Problem to work on >> Among the entries below, how many lines hold "Clone"? Reply with the number only.

Source material >>
--*--

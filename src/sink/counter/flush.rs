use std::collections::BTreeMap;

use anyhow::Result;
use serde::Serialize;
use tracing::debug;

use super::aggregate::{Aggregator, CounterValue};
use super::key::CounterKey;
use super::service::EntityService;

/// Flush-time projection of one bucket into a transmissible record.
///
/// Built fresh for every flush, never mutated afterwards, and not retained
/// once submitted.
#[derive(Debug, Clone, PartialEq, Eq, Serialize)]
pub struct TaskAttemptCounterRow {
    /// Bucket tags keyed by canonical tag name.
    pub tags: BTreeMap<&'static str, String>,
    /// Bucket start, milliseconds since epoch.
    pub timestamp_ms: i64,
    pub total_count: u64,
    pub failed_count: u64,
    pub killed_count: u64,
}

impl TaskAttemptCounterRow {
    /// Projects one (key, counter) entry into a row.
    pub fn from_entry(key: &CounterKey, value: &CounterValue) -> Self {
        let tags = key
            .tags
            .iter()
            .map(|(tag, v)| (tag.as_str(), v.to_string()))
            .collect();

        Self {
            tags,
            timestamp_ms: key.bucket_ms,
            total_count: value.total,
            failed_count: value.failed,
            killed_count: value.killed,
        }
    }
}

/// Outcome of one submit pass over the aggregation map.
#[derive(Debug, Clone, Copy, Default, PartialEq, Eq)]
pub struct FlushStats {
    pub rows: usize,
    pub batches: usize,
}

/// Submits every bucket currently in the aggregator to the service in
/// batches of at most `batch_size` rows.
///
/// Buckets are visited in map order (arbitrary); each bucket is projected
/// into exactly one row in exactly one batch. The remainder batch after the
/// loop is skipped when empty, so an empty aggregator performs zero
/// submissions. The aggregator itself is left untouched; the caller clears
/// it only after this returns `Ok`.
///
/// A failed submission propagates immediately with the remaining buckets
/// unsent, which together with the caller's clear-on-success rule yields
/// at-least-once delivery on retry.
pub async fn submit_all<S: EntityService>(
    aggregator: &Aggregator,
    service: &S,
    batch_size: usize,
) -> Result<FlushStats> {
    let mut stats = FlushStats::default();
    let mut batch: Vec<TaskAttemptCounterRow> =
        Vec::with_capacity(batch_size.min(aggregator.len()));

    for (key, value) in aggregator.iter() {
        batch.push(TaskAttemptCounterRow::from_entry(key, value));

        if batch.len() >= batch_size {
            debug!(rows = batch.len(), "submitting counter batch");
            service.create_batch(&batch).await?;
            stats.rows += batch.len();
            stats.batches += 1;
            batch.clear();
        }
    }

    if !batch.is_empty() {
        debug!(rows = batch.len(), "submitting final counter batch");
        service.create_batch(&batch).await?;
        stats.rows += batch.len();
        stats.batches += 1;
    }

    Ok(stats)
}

--*--

Output >> 2